You are currently viewing Numbers on the back of Football referees, what do the letters stand for?

The numbers on the back of football referees, what do the letters stand for?

Ever wondered what the letters on the back of football referees’ shirts stand for?

Wonder no more! In this blog, we’ll be explaining all you need to know about these mysterious letters – from their significance to why they’re worn by NFL referees.

We’ll also be discussing the different positions and responsibilities of NFL referees, as well as the different types of football referees in use today.

So if you’re a football fan who wants to know more about the people who officiate your favourite game, read on!

  1. U = umpire
  2. R = referee
  3. L or LJ = line judge
  4. H or HL = head linesman
  5. F or FJ = field judge
  6. S or SJ = side judge
  7. B or BJ = back judge
  8. C = center judge

What are the letters on the back of football referees’ shirts?

Football referees officiating matches wear shirts with the letters E, D, F, G printed on the back.

These letters indicate their level of experience – with Level 3 and 4 referees having the most senior experience and bearing the letters ‘E’ and ‘G’ respectively.

The letters also indicate their authority when officiating matches, as they are more experienced than Level 1 referees.

Additionally, the letters on the back of football referees’ shirts indicate their level of experience – with Level 1 referees having no letters and Level 2 referees having the letters ‘L’ and ‘R’ respectively.

Why are they there?

Football referees are an important part of the game and play a crucial role in keeping the game safe.
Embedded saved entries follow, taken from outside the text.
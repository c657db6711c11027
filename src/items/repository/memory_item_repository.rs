use std::collections::HashMap;
use std::sync::Arc;
use async_trait::async_trait;
use tokio::sync::RwLock;
use crate::core::library::{CirculationError, CirculationResult, ItemStatus};
use crate::items::domain::model::ItemEntity;
use crate::items::repository::ItemRepository;

// In-memory item store keyed by item id. Saves enforce barcode uniqueness
// on first insert and optimistic versioning on update; the stored version
// is bumped on every successful save.
#[derive(Clone, Default)]
pub(crate) struct MemoryItemRepository {
    items: Arc<RwLock<HashMap<String, ItemEntity>>>,
}

impl MemoryItemRepository {
    pub(crate) fn new() -> Self {
        Self::default()
    }

    async fn find_by_status(&self, barcode: &str, status: ItemStatus) -> CirculationResult<Option<ItemEntity>> {
        let items = self.items.read().await;
        Ok(items.values()
            .find(|item| item.barcode == barcode && item.item_status == status)
            .cloned())
    }
}

#[async_trait]
impl ItemRepository for MemoryItemRepository {
    async fn find_available_by_barcode(&self, barcode: &str) -> CirculationResult<Option<ItemEntity>> {
        self.find_by_status(barcode, ItemStatus::Available).await
    }

    async fn find_on_hold_by_barcode(&self, barcode: &str) -> CirculationResult<Option<ItemEntity>> {
        self.find_by_status(barcode, ItemStatus::OnHold).await
    }

    async fn find_by_barcode(&self, barcode: &str) -> CirculationResult<Option<ItemEntity>> {
        let items = self.items.read().await;
        Ok(items.values()
            .find(|item| item.barcode == barcode)
            .cloned())
    }

    async fn save(&self, item: &ItemEntity) -> CirculationResult<ItemEntity> {
        let mut items = self.items.write().await;
        match items.get(item.item_id.as_str()) {
            Some(existing) => {
                if existing.version != item.version {
                    return Err(CirculationError::conflict(
                        format!("stale version {} for item {}", item.version, item.item_id).as_str()));
                }
            }
            None => {
                if items.values().any(|other| other.barcode == item.barcode) {
                    return Err(CirculationError::conflict(
                        format!("barcode {} is already registered", item.barcode).as_str()));
                }
            }
        }
        let mut saved = item.clone();
        saved.version += 1;
        items.insert(saved.item_id.to_string(), saved.clone());
        Ok(saved)
    }
}
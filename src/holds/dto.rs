use chrono::NaiveDate;
use serde::{Deserialize, Serialize};
use crate::core::library::{CirculationError, CirculationResult};
use crate::holds::domain::model::HoldEntity;

// HoldDto is the wire projection returned by hold placement.
#[derive(Debug, Clone, PartialEq, Serialize, Deserialize)]
#[serde(rename_all = "camelCase")]
pub(crate) struct HoldDto {
    pub id: String,
    pub book_barcode: String,
    pub patron_id: String,
    pub date_of_hold: NaiveDate,
}

impl From<&HoldEntity> for HoldDto {
    fn from(other: &HoldEntity) -> HoldDto {
        HoldDto {
            id: other.hold_id.to_string(),
            book_barcode: other.book_barcode.to_string(),
            patron_id: other.patron_id.to_string(),
            date_of_hold: other.date_of_hold,
        }
    }
}

// CheckoutDto is the wire projection returned by checkout. Only a
// checked-out hold can be projected.
#[derive(Debug, Clone, PartialEq, Serialize, Deserialize)]
#[serde(rename_all = "camelCase")]
pub(crate) struct CheckoutDto {
    pub hold_id: String,
    pub patron_id: String,
    pub date_of_checkout: NaiveDate,
}

impl CheckoutDto {
    pub fn try_from_hold(other: &HoldEntity) -> CirculationResult<CheckoutDto> {
        let date_of_checkout = other.date_of_checkout.ok_or_else(
            || CirculationError::runtime(
                format!("hold {} has no checkout date", other.hold_id).as_str(), None))?;
        Ok(CheckoutDto {
            hold_id: other.hold_id.to_string(),
            patron_id: other.patron_id.to_string(),
            date_of_checkout,
        })
    }
}
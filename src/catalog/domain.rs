pub mod service;

use async_trait::async_trait;
use crate::core::library::CirculationResult;
use crate::items::dto::ItemDto;

// CatalogService registers lendable items and serves their current
// projection. It owns no circulation rules.
#[async_trait]
pub(crate) trait CatalogService: Sync + Send {
    async fn add_item(&self, barcode: &str, title: &str,
                      catalog_number: &str) -> CirculationResult<ItemDto>;

    async fn find_item_by_barcode(&self, barcode: &str) -> CirculationResult<ItemDto>;
}
use std::sync::Arc;
use crate::gateway::events::HoldEventPublisher;
use crate::gateway::GatewayPublisherVia;
use crate::gateway::in_process::publisher::InProcessPublisher;

pub(crate) async fn create_publisher(via: GatewayPublisherVia) -> Arc<dyn HoldEventPublisher> {
    match via {
        GatewayPublisherVia::InProcess => {
            Arc::new(InProcessPublisher::new())
        }
    }
}
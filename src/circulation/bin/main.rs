include!("../../lib.rs");

use std::net::SocketAddr;
use crate::circulation::controller::build_router;
use crate::circulation::factory::create_app_state;
use crate::core::repository::RepositoryStore;
use crate::utils::telemetry::setup_tracing;

const DEFAULT_PORT: u16 = 3000;

#[tokio::main]
async fn main() -> Result<(), hyper::Error> {
    setup_tracing();

    let branch = std::env::var("BRANCH_ID").unwrap_or_else(|_| "main".to_string());
    let state = create_app_state(branch.as_str(), RepositoryStore::InMemory).await;

    let port = std::env::var("PORT").ok()
        .and_then(|p| p.parse::<u16>().ok())
        .unwrap_or(DEFAULT_PORT);
    let addr = SocketAddr::from(([0, 0, 0, 0], port));
    tracing::info!(%addr, branch = branch.as_str(), "circulation desk listening");

    axum::Server::bind(&addr)
        .serve(build_router(state).into_make_service())
        .await
}
use std::sync::Arc;
use crate::core::repository::RepositoryStore;
use crate::items::repository::ItemRepository;
use crate::items::repository::memory_item_repository::MemoryItemRepository;

pub(crate) async fn create_item_repository(store: RepositoryStore) -> Arc<dyn ItemRepository> {
    match store {
        RepositoryStore::InMemory => {
            Arc::new(MemoryItemRepository::new())
        }
    }
}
They wear the letters “R” and “F” on their back to identify themselves in case of an emergency.

These letters represent different professions and levels of training, so you can be sure that the referee is qualified for the job he or she is doing. In addition, the referee’s uniform includes a badge with these same letters, which provides even more assurance that they’re qualified and safe on the field!

Why do NFL referees wear numbers?

Referees in the NFL wear numbers to help them stay organized and make quick and correct calls on the field. Numbers are also put on the back of referees to prevent them from being confused with players.

For example, referee 1 would be wearing the number 1, referee 2 would be wearing the number 2, and so on.

It’s important for referees to know their positions so they can make the right call in an emergency situation. For example, if referee 1 is in the middle of the field and they see a player with the number 9 running towards them, they would know to call back referee 2 who is at the other end of the field.

This system has been in place since the early days of the NFL, and is a vital part of officiating today.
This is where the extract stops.